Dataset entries
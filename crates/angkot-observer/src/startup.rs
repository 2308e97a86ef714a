//! Radar server startup helper for embedding in the engine binary.
//!
//! Provides [`spawn_observer`] which launches the HTTP + `WebSocket` server
//! on a background Tokio task so it runs concurrently with the tracker
//! loop.

use std::sync::Arc;

use tokio::task::JoinHandle;

use crate::server::{ServerConfig, ServerError};
use crate::state::AppState;

/// Errors that can occur when spawning the radar server.
#[derive(Debug, thiserror::Error)]
pub enum StartupError {
    /// The server failed to bind or start.
    #[error("server start error: {0}")]
    Server(#[from] ServerError),
}

/// Spawn the radar HTTP server on a background Tokio task.
///
/// The server runs until the Tokio runtime is shut down or the task is
/// aborted. The caller should hold the returned handle and abort it
/// during clean shutdown.
///
/// # Errors
///
/// Returns [`StartupError::Server`] if the configured address does not
/// parse. Bind failures happen on the background task and are logged.
pub fn spawn_observer(
    config: ServerConfig,
    state: Arc<AppState>,
) -> Result<JoinHandle<()>, StartupError> {
    let addr = config.socket_addr()?;

    let handle = tokio::spawn(async move {
        if let Err(e) = crate::server::start_server(&config, state).await {
            tracing::error!(error = %e, "Radar server exited with error");
        }
    });

    tracing::info!(%addr, "Radar server spawned on background task");

    Ok(handle)
}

## EXERCISE REQUIREMENTS
Please go through the data and copy each line containing the word "HTTP".

## RESPONSE AREA
//! Provides [`spawn_observer`] which launches the HTTP + `WebSocket` server
/// Spawn the radar HTTP server on a background Tokio task.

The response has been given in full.